Amniotic fluid RNA gene expression profiling provides insights into the phenotype of Turner syndrome

  • Lauren J. MassinghamEmail author
  • Kirby L. Johnson
  • Thomas M. Scholl
  • Donna K. Slonim
  • Heather C. Wick
  • Diana W. Bianchi
Original Investigation

Abstract

Turner syndrome is a sex chromosome aneuploidy with characteristic malformations. Amniotic fluid, a complex biological material, could contribute to the understanding of Turner syndrome pathogenesis. In this pilot study, global gene expression analysis of cell-free RNA in amniotic fluid supernatant was utilized to identify specific genes/organ systems that may play a role in Turner syndrome pathophysiology. Cell-free RNA from amniotic fluid of five mid-trimester Turner syndrome fetuses and five euploid female fetuses matched for gestational age was extracted, amplified, and hybridized onto Affymetrix® U133 Plus 2.0 arrays. Significantly differentially regulated genes were identified using paired t tests. Biological interpretation was performed using Ingenuity Pathway Analysis and BioGPS gene expression atlas. There were 470 statistically significantly differentially expressed genes identified. They were widely distributed across the genome. XIST was significantly down-regulated (p < 0.0001); SHOX was not differentially expressed.

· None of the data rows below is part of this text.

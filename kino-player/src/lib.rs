//! Kino: a desktop client for swiping through film recommendations.
//!
//! State lives in [`state::State`], messages are routed per domain through
//! [`update::update`], and all I/O happens in `Task`s spawned from the
//! update layer. The pure decision logic (deck, gesture, For You cache) is
//! kept free of iced types where possible so it can be tested directly.

pub mod app;
pub mod carousel;
pub mod deck;
pub mod for_you;
pub mod gesture;
pub mod infrastructure;
pub mod messages;
pub mod poster_cache;
pub mod session;
pub mod state;
pub mod subscriptions;
pub mod theme;
pub mod update;
pub mod updates;
pub mod view;
pub mod views;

One of the most highly represented organ systems was the hematologic/immune system, distinguishing the Turner syndrome transcriptome from other aneuploidies we previously studied. Manual curation of the differentially expressed gene list identified genes of possible pathologic significance, including NFATC3, IGFBP5, and LDLR. Transcriptomic differences in the amniotic fluid of Turner syndrome fetuses are due to genome-wide dysregulation. The hematologic/immune system differences may play a role in early-onset autoimmune dysfunction. Other genes identified with possible pathologic significance are associated with cardiac and skeletal systems, which are known to be affected in females with Turner syndrome. The discovery-driven approach described here may be useful in elucidating novel mechanisms of disease in Turner syndrome.

Keywords

Amniotic Fluid Ingenuity Pathway Analysis Turner Syndrome Amniotic Fluid Sample Ingenuity Pathway Analysis Analysis 
These keywords were added by machine and not by the authors. This process is experimental and the keywords may be updated as the learning algorithm improves.

Notes

Acknowledgments

Funding for this study was provided by the Eunice Kennedy Shriver National Institute of Child Health and Human Development [R01 HD42053-10 to DWB and R01 HD058880-04 to DKS].

Conflict of interest

The authors declare no conflict of interest.

Supplementary material

439_2014_1448_MOESM1_ESM.xls (88 kb)
Differentially up-regulated Turner syndrome gene list. (XLS 87 kb)
439_2014_1448_MOESM2_ESM.xls (70 kb)
Differentially down-regulated Turner syndrome gene list. (XLS 69 kb)
439_2014_1448_MOESM3_ESM.xls (18 kb)
Chi square analysis of gene dysregulation distribution. (XLS 18 kb)
439_2014_1448_MOESM4_ESM.xls (38 kb)
Turner syndrome transcriptome organ-specific genes identified by BioGPS. (XLS 38 kb)
439_2014_1448_MOESM5_ESM.xls (37 kb)
Turner syndrome transcriptome top biological functions identified by IPA. (XLS 37 kb)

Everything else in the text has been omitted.